Non-French people I know who've lived and loved France usually are white and/or speak French, so I'm having a hard time getting a good idea.
We can talk offline about this if necessary, but looks like a few people might be interested. Maybe a blog post about your experiences/opinions?
Oh, and I forgot the third criterion
3) Male. Women (esp 'exotic' brown ones) always seem to have a good time in France - they love the attention from French dudes, it seems :)
Technophobic,
I spent an entire year in France two years ago. It's an amazing place to visit as a tourist but working and living there are not that easy. The French bureacracy can put India's buracracy to shame. It takes a month to get broadband and cable. A month to open a bank account. Work permits are tough due to the huge unemployment rate-the process is horrible and most jobs won't even consider foreigners who can't speak fluent French. In about a year my French was at a level where I could do a powerpoint presentation fluently-however this was not enough for the jobs that were available.
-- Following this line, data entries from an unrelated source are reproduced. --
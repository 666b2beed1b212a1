use serde::{Deserialize, Serialize};
use sqlx::FromRow;

use crate::models::section::OpenStatus;

/// One enrollable offering of a course in one semester, keyed naturally by
/// (course_id, semester, source_group_id).
///
/// `cross_list_key` marks offerings of the same physical class listed under
/// different subjects; `combined_group_id` is a weak reference assigned by
/// the combined-group resolver (None means "not known to be cross-listed").
#[derive(Debug, Clone, Serialize, Deserialize, FromRow)]
pub struct EnrollGroup {
    pub id: i64,
    pub course_id: i64,
    pub semester: String,
    pub source_group_id: String,
    pub topic: Option<String>,
    pub cross_list_key: Option<String>,
    pub units_minimum: Option<f64>,
    pub units_maximum: Option<f64>,
    pub grading_basis: Option<String>,
    pub session_code: Option<String>,
    pub open_status: OpenStatus,
    pub combined_group_id: Option<i64>,
    pub last_offered_semester: String,
    pub created_at: String,
    pub updated_at: String,
}

impl EnrollGroup {
    pub fn snapshot(&self) -> EnrollGroupSnapshot {
        EnrollGroupSnapshot {
            topic: self.topic.clone(),
            cross_list_key: self.cross_list_key.clone(),
            units_minimum: self.units_minimum,
            units_maximum: self.units_maximum,
            grading_basis: self.grading_basis.clone(),
            session_code: self.session_code.clone(),
            open_status: self.open_status,
        }
    }
}

/// The mutable current-snapshot portion of an enroll group. Compared as a
/// whole so unchanged re-imports write nothing.
#[derive(Debug, Clone, PartialEq)]
pub struct EnrollGroupSnapshot {
    pub topic: Option<String>,
    pub cross_list_key: Option<String>,
    pub units_minimum: Option<f64>,
    pub units_maximum: Option<f64>,
    pub grading_basis: Option<String>,
    pub session_code: Option<String>,
    pub open_status: OpenStatus,
}

/// Identity plus initial snapshot for a group being seen for the first time.
#[derive(Debug, Clone)]
pub struct NewEnrollGroup {
    pub course_id: i64,
    pub semester: String,
    pub source_group_id: String,
    pub snapshot: EnrollGroupSnapshot,
}
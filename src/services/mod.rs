pub mod combined;
pub mod import;
pub mod merge;

pub use combined::CombinedStats;
pub use import::{ImportService, ImportStats};
pub use merge::Disposition;
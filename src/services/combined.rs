use std::collections::{BTreeMap, BTreeSet};

use serde::Serialize;
use sqlx::SqliteConnection;
use tracing::{debug, info};

use crate::db::repository;
use crate::error::AppError;
use crate::models::EnrollGroup;
use crate::semester::Semester;

#[derive(Debug, Default, Clone, PartialEq, Eq, Serialize)]
pub struct CombinedStats {
    pub groups_created: usize,
    pub groups_merged: usize,
    pub memberships_assigned: usize,
}

impl CombinedStats {
    pub fn is_noop(&self) -> bool {
        *self == CombinedStats::default()
    }
}

/// Resolve cross-listed offerings for one semester.
///
/// Runs after every enroll group of the semester is persisted. Buckets the
/// semester's groups by cross-listing key; each bucket with two or more
/// members must end up in exactly one combined group, merging previously
/// distinct groups when a new import reveals they are the same class.
/// Re-running on already-resolved data performs zero row mutations. The
/// caller supplies the transaction; on failure the whole phase is retried
/// from scratch.
pub async fn resolve_semester(
    conn: &mut SqliteConnection,
    semester: &Semester,
) -> Result<CombinedStats, AppError> {
    let groups = repository::list_enroll_groups_for_semester(conn, &semester.code()).await?;

    // BTreeMap so the mutation order is deterministic across runs.
    let mut buckets: BTreeMap<String, Vec<&EnrollGroup>> = BTreeMap::new();
    for group in &groups {
        if let Some(key) = group.cross_list_key.as_deref() {
            buckets.entry(key.to_string()).or_default().push(group);
        }
    }

    let mut stats = CombinedStats::default();

    for (key, members) in buckets {
        if members.len() < 2 {
            continue;
        }

        // Resolve every member's current group through redirects.
        let mut roots: BTreeSet<i64> = BTreeSet::new();
        for member in &members {
            if let Some(group_id) = member.combined_group_id {
                roots.insert(resolve_root(conn, group_id).await?);
            }
        }

        // Deterministic survivor: the lowest surrogate identity.
        let target = match roots.first() {
            Some(&lowest) => lowest,
            None => {
                let id = repository::insert_combined_group(conn, &semester.code()).await?;
                stats.groups_created += 1;
                debug!("Created combined group {id} for key {key}");
                id
            }
        };

        // Union: absorb every other root into the survivor. The bulk update
        // also moves absorbed members from other semesters; absorbed rows
        // become permanent redirects so historical references still resolve.
        let absorbed: BTreeSet<i64> = roots.iter().copied().filter(|&r| r != target).collect();
        for &root in &absorbed {
            let moved = repository::reassign_combined_members(conn, root, target).await?;
            repository::mark_group_merged(conn, root, target).await?;
            stats.groups_merged += 1;
            stats.memberships_assigned += moved as usize;
            info!("Merged combined group {root} into {target} ({moved} memberships moved)");
        }

        // Members not yet in any group join the survivor; members still
        // pointing at a redirect are repointed directly at it.
        for member in &members {
            match member.combined_group_id {
                Some(current) if current == target => {}
                Some(current) if absorbed.contains(&current) => {
                    // Already moved by the bulk update above.
                }
                _ => {
                    repository::update_enroll_group_combined(conn, member.id, target).await?;
                    stats.memberships_assigned += 1;
                }
            }
        }
    }

    Ok(stats)
}

/// Follow `merged_into` redirects to the live root, compressing the chain so
/// every visited redirect ends up pointing directly at the root.
async fn resolve_root(conn: &mut SqliteConnection, id: i64) -> Result<i64, AppError> {
    let mut chain: Vec<(i64, i64)> = Vec::new();
    let mut current = id;

    loop {
        let group = repository::get_combined_group(conn, current)
            .await?
            .ok_or_else(|| AppError::Database(sqlx::Error::RowNotFound))?;
        match group.merged_into {
            Some(next) => {
                chain.push((current, next));
                current = next;
            }
            None => break,
        }
    }

    // Only rewrite redirects that do not already point at the root.
    for (node, next) in chain {
        if next != current {
            repository::mark_group_merged(conn, node, current).await?;
        }
    }

    Ok(current)
}
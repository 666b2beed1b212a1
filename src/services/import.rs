use std::collections::HashMap;
use std::sync::Arc;

use chrono::Utc;
use serde::Serialize;
use sqlx::SqlitePool;
use tracing::{info, warn};
use uuid::Uuid;

use crate::catalog::CatalogClient;
use crate::catalog::dto::RawClass;
use crate::db::repository;
use crate::error::AppError;
use crate::models::ImportRun;
use crate::semester::Semester;
use crate::services::combined::{self, CombinedStats};
use crate::services::merge::{self, RecordOutcome, SeenGroups};

/// Attempts for one record's transactional merge before it is skipped.
const MERGE_ATTEMPTS: usize = 3;
/// Attempts for the combined-group phase, which is retried whole because it
/// is idempotent.
const RESOLVE_ATTEMPTS: usize = 3;

pub struct ImportService {
    db: SqlitePool,
    catalog: Arc<dyn CatalogClient>,
}

#[derive(Debug, Default, Clone, Serialize)]
pub struct ImportStats {
    pub courses_created: usize,
    pub courses_updated: usize,
    pub courses_skipped_historical: usize,
    pub enroll_groups_created: usize,
    pub enroll_groups_matched: usize,
    pub enroll_groups_skipped: usize,
    pub identity_conflicts: usize,
    pub sections_created: usize,
    pub sections_updated: usize,
    pub meetings_added: usize,
    pub instructors_linked: usize,
    pub records_failed: usize,
}

impl ImportStats {
    fn absorb(&mut self, outcome: RecordOutcome) {
        self.courses_created += usize::from(outcome.course_created);
        self.courses_updated += usize::from(outcome.course_updated);
        self.courses_skipped_historical += usize::from(outcome.course_historical);
        self.enroll_groups_created += outcome.groups_created;
        self.enroll_groups_matched += outcome.groups_matched;
        self.enroll_groups_skipped += outcome.groups_skipped;
        self.identity_conflicts += outcome.identity_conflicts;
        self.sections_created += outcome.sections_created;
        self.sections_updated += outcome.sections_updated;
        self.meetings_added += outcome.meetings_added;
        self.instructors_linked += outcome.instructors_linked;
    }
}

impl ImportService {
    pub fn new(db: SqlitePool, catalog: Arc<dyn CatalogClient>) -> Self {
        Self { db, catalog }
    }

    /// Import one subject's offerings for one semester. Each record is
    /// merged in its own transaction; per-record failures are retried, then
    /// skipped and counted, never aborting the rest of the batch.
    pub async fn import_subject(
        &self,
        semester: &Semester,
        subject: &str,
    ) -> Result<ImportStats, AppError> {
        let classes = self.catalog.fetch_classes(&semester.code(), subject).await?;
        info!("Fetched {} classes for {} {}", classes.len(), semester, subject);

        let mut stats = ImportStats::default();
        let mut seen: SeenGroups = HashMap::new();

        for raw in &classes {
            match self.merge_record(raw, semester, &mut seen).await {
                Ok(outcome) => stats.absorb(outcome),
                Err(err @ AppError::MergeFailure { .. }) => {
                    warn!("Skipping record: {err}");
                    stats.records_failed += 1;
                }
                Err(err) => return Err(err),
            }
        }

        info!(
            "Imported {} {}: courses {}+{}~ ({} historical), groups {}+{}~, \
             sections {}+{}~, {} meetings, {} instructor links, \
             {} conflicts, {} failed",
            semester,
            subject,
            stats.courses_created,
            stats.courses_updated,
            stats.courses_skipped_historical,
            stats.enroll_groups_created,
            stats.enroll_groups_matched,
            stats.sections_created,
            stats.sections_updated,
            stats.meetings_added,
            stats.instructors_linked,
            stats.identity_conflicts,
            stats.records_failed,
        );

        Ok(stats)
    }

    async fn merge_record(
        &self,
        raw: &RawClass,
        semester: &Semester,
        seen: &mut SeenGroups,
    ) -> Result<RecordOutcome, AppError> {
        let entity = format!("{}{}", raw.subject, raw.catalog_nbr);
        let mut attempt = 0;

        loop {
            attempt += 1;
            let mut tx = self.db.begin().await?;

            let failure = match merge::merge_class(&mut tx, raw, semester, seen).await {
                Ok(outcome) => match tx.commit().await {
                    Ok(()) => return Ok(outcome),
                    Err(source) => source,
                },
                Err(AppError::Database(source)) => source,
                Err(other) => return Err(other),
            };

            // Dropped transactions roll back, so nothing is half-written.
            if attempt >= MERGE_ATTEMPTS {
                return Err(AppError::MergeFailure {
                    entity,
                    source: failure,
                });
            }
            warn!("Merge attempt {attempt} for {entity} failed, retrying: {failure}");
        }
    }

    /// Run the combined-group phase for the semester. The phase is one
    /// transaction and idempotent, so on failure it is retried from the
    /// start rather than resumed.
    pub async fn resolve_combined_groups(
        &self,
        semester: &Semester,
    ) -> Result<CombinedStats, AppError> {
        let mut attempt = 0;

        loop {
            attempt += 1;
            let mut tx = self.db.begin().await?;

            let failure = match combined::resolve_semester(&mut tx, semester).await {
                Ok(stats) => match tx.commit().await {
                    Ok(()) => {
                        if stats.is_noop() {
                            info!("Combined groups already resolved for {semester}");
                        } else {
                            info!(
                                "Combined groups for {}: {} created, {} merged, {} memberships assigned",
                                semester,
                                stats.groups_created,
                                stats.groups_merged,
                                stats.memberships_assigned,
                            );
                        }
                        return Ok(stats);
                    }
                    Err(source) => source,
                },
                Err(AppError::Database(source)) => source,
                Err(other) => return Err(other),
            };

            if attempt >= RESOLVE_ATTEMPTS {
                return Err(AppError::GroupResolutionFailure { source: failure });
            }
            warn!("Combined group resolution attempt {attempt} failed, retrying: {failure}");
        }
    }

    /// Write the provenance row for a finished (semester, subject) run.
    pub async fn record_run(
        &self,
        semester: &Semester,
        subject: &str,
        started_at: &str,
        outcome: &str,
        stats: Option<&ImportStats>,
    ) -> Result<(), AppError> {
        let run = ImportRun {
            id: Uuid::new_v4().to_string(),
            semester: semester.code(),
            subject: subject.to_string(),
            started_at: started_at.to_string(),
            finished_at: Utc::now().to_rfc3339(),
            outcome: outcome.to_string(),
            stats: stats
                .and_then(|s| serde_json::to_string(s).ok())
                .unwrap_or_else(|| "{}".to_string()),
        };

        let mut conn = self.db.acquire().await?;
        repository::insert_import_run(&mut conn, &run).await?;
        Ok(())
    }
}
I've been thinking about your issues with language Amitabh, and I think you should consider the following;
of using the opportunity of being a pardesi (I was going to say being an udasi but I don't think I know the totally correct usage of that word) to create something new. You seem to have a solid grasp on multiple desi languages and probably you understand the naunces of how to use a given word in a context. So why not bring into English those types of ideas? Along with preserving to the extent possible desi language. I think you might be happier, not that you aren't happy now. But it seems like a struggle to take on the task you're taking on.
Thought this might be of use. BTW if you have a background on the word udasi I would love to hear it. I do enjoy your knowledge of the history of language
Ps. I know I have a tendency to be preachy and self righteous and I am trying to change that.
Amitabh, I think my brother won't mind if I take a crack at answering your questions (#53).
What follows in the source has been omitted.